Bom dia, senhor Gauguin
(Paul Gauguin: pintor francês)

Referência:

MOURA, Emílio. Ode ao primeiro poeta. In: __________. 50 poemas escolhidos pelo autor. Rio de Janeiro, GB: Ministério da Educação e Cultura, 1961. p. 3-4. (‘Os cadernos de cultura’; v. 126)

sábado, 22 de fevereiro de 2020

Margaret Atwood - Olhando-me num Espelho

A poetisa se pôs a mirar-se no espelho e contemplou um mundo criado ao final de 7 (sete) anos de um sono profundo, em significativa mutação que lhe alterou as características corporais: sua pele não é mais macia e pálida porque o sol e o frio a converteram em opaca e escurecida, e as mãos tornaram-se rígidas pelo presumível trabalho levado a efeito.

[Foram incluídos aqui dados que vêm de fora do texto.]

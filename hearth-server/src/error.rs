//! Handler and pipeline errors

use crate::context::ContextError;
use crate::render::RenderError;
use crate::session::SessionError;
use crate::store::StoreError;
use hyper::StatusCode;

/// What a handler can fail with. Every variant maps to a response status.
#[derive(Debug, thiserror::Error)]
pub enum HandlerError {
    /// Answer with this status and its standard error page
    #[error("{0}")]
    Status(StatusCode),

    #[error("render: {0}")]
    Render(#[from] RenderError),

    #[error("store: {0}")]
    Store(#[from] StoreError),

    #[error("{0}")]
    Internal(String),
}

impl HandlerError {
    pub fn not_found() -> Self {
        Self::Status(StatusCode::NOT_FOUND)
    }

    pub fn unauthorized() -> Self {
        Self::Status(StatusCode::UNAUTHORIZED)
    }

    pub fn status(&self) -> StatusCode {
        match self {
            Self::Status(code) => *code,
            _ => StatusCode::INTERNAL_SERVER_ERROR,
        }
    }
}

/// Why a request ended without the handler's response
#[derive(Debug, thiserror::Error)]
pub enum PipelineError {
    #[error("failed to read request body: {0}")]
    Body(Box<dyn std::error::Error + Send + Sync>),

    #[error("request body exceeds {0} bytes")]
    TooLarge(usize),

    #[error("failed to build request context: {0}")]
    Context(#[from] ContextError),

    #[error("handler failed: {0}")]
    Handler(#[from] HandlerError),

    #[error("handler panicked: {0}")]
    Panic(String),

    #[error("failed to save session: {0}")]
    Session(#[from] SessionError),
}

impl PipelineError {
    pub fn status(&self) -> StatusCode {
        match self {
            Self::Body(_) => StatusCode::BAD_REQUEST,
            Self::TooLarge(_) => StatusCode::PAYLOAD_TOO_LARGE,
            Self::Handler(e) => e.status(),
            _ => StatusCode::INTERNAL_SERVER_ERROR,
        }
    }
}

/// Text shown on the error page for `status`
pub fn error_message(status: StatusCode) -> &'static str {
    match status {
        StatusCode::NOT_FOUND => "That page doesn't exist",
        StatusCode::UNAUTHORIZED => "You need to log in first",
        StatusCode::INTERNAL_SERVER_ERROR => "Something is going horribly wrong!",
        StatusCode::BAD_REQUEST => "You can't do that!",
        other => other.canonical_reason().unwrap_or(""),
    }
}
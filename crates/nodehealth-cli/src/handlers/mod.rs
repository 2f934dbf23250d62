pub mod config;
pub mod decode_ipv6;
pub mod diff;
pub mod fleet;
pub mod gpu;
pub mod link;
pub mod mapping;
pub mod rail_latency;
pub mod renumber;
pub mod rttcc;
pub mod snapshot;

use crate::context::ExecutionContext;
use crate::types::OutputFormat;
use crate::views::Table;
use anyhow::Result;
use serde::Serialize;

/// Print a command's result in the requested output format.
///
/// `footer` only appears under the table rendering.
pub(crate) fn emit<T: Serialize + ?Sized>(
    ctx: &ExecutionContext,
    table: &Table,
    json: &T,
    footer: Option<String>,
) -> Result<()> {
    match ctx.format {
        OutputFormat::Table => {
            print!("{}", table);
            if let Some(footer) = footer {
                println!("{}", footer);
            }
        }
        OutputFormat::Csv => table.write_csv(std::io::stdout().lock())?,
        OutputFormat::Json => println!("{}", serde_json::to_string_pretty(json)?),
    }
    Ok(())
}
use super::Table;
use nodehealth_types::{Ipv6Fields, LatencyRecord, MappingRecord, RttccRecord, Severity};

pub fn rttcc_table(records: &[RttccRecord], color: bool) -> Table {
    let mut table = Table::new(&["interface", "enabled", "status"], color);
    for record in records {
        let enabled = match record.enabled {
            Some(true) => "yes",
            Some(false) => "no",
            None => "unknown",
        };
        table.status_row(
            vec![record.interface.clone(), enabled.to_string()],
            &record.status,
        );
    }
    table
}

pub fn mapping_table(records: &[MappingRecord], color: bool) -> Table {
    let mut table = Table::new(&["pci", "observed", "expected", "status"], color);
    for record in records {
        table.status_row(
            vec![
                record.pci.clone(),
                record.observed.clone(),
                record.expected.join("/"),
            ],
            &record.status,
        );
    }
    table
}

pub fn latency_table(records: &[LatencyRecord], color: bool) -> Table {
    let mut table = Table::new(
        &["client", "client_if", "server", "server_if", "latency_us", "status"],
        color,
    );
    for record in records {
        let latency = if record.latency_us < 0.0 {
            "-".to_string()
        } else {
            format!("{:.2}", record.latency_us)
        };
        table.status_row(
            vec![
                record.client.clone(),
                record.client_interface.clone(),
                record.server.clone(),
                record.server_interface.clone(),
                latency,
            ],
            &record.status,
        );
    }
    table
}

/// Decoded addresses; unparseable input is shown as a failed row.
pub fn ipv6_table(decoded: &[(String, Result<Ipv6Fields, String>)], color: bool) -> Table {
    let mut table = Table::new(
        &["address", "cluster_id", "tor_id", "isolation_id", "interface_id", "status"],
        color,
    );
    for (address, fields) in decoded {
        match fields {
            Ok(f) => table.row(
                vec![
                    address.clone(),
                    f.cluster_id.to_string(),
                    f.tor_id.to_string(),
                    f.isolation_id.to_string(),
                    f.interface_id.to_string(),
                ],
                Severity::Passed,
                "Passed",
            ),
            Err(err) => table.row(
                vec![address.clone(), "-".into(), "-".into(), "-".into(), "-".into()],
                Severity::Failed,
                format!("Failed - {}", err),
            ),
        }
    }
    table
}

A dúvida da autora sobre o que se passa revela uma atitude de apreensão com as mudanças promovidas pela natureza, ou talvez melhor, pela translação de um modo de vida inglês para outro emergente, como o do Canadá – onde Atwood nasceu. E mais: frente ao espelho não há subjetividade que possa ser acobertada – ou bem ela se manifesta inteira para reforçar nossa lembrança, ou bem se deixa descortinar, plenamente, aos nossos olhos desatentos.

J.A.R. – H.C.

Margaret Atwood
(n. 1939)

Looking in a Mirror

It was as if I woke
after a sleep of seven years

to find stiff lace, religious
black rotted
off by earth and the strong waters

and instead my skin thickened
with bark and the white hairs of roots

My heirloom face I brought
with me a crushed eggshell
among other debris:
the china plate shattered
on the forest road, the shawl
from India decayed, pieces of letters

and the sun here had stained
me its barbarous colour

Hands grown stiff, the fingers
brittle as twigs
eyes bewildered after
seven years, and almost
blind / buds, which can see
only the wind

the mouth cracking
open like a rock in fire
trying to say

What is this

(you find only
the shape you already are
but what
if you have forgotten that
or discover you
have never known)

Velha frente ao espelho
(Bernardo Strozzi: pintor italiano)

Olhando-me num Espelho

Foi como se eu acordasse
depois de um sono de sete anos

deparando-me com um firme rendado,
de um negro austero,
degradado pela terra e por ravinas

e, de outra parte, minha pele houvesse se tornado áspera
com o córtex e os filamentos brancos das raízes

Meu rosto herdado trouxera
comigo uma casca de ovo esmagada
entre outros detritos:
o prato de porcelana quebrada
na vereda do bosque, o deteriorado
xale indiano, fragmentos de cartas

e o sol daqui me infundira
a sua cor bárbara

Rígidas ficaram-me as mãos, os
dedos quebradiços como ramos
e perplexos os olhos depois de
sete anos, os quais, quase
cegos / rebentos, agora só são capazes
de ver o vento

a boca que se abre
e crepita como uma rocha sob o fogo
tentando dizer

O que é isso

(apenas encontras
a forma que já és,
mas que
já te esqueces em que consiste
ou descobres que
jamais a conheceras)

Referência:

ATWOOD, Margaret. Looking in a mirror. In: __________. The journals of Susanna Moodie: poems by Margaret Atwood. Toronto, CA: Oxford University Press, 1970. p. 24-25.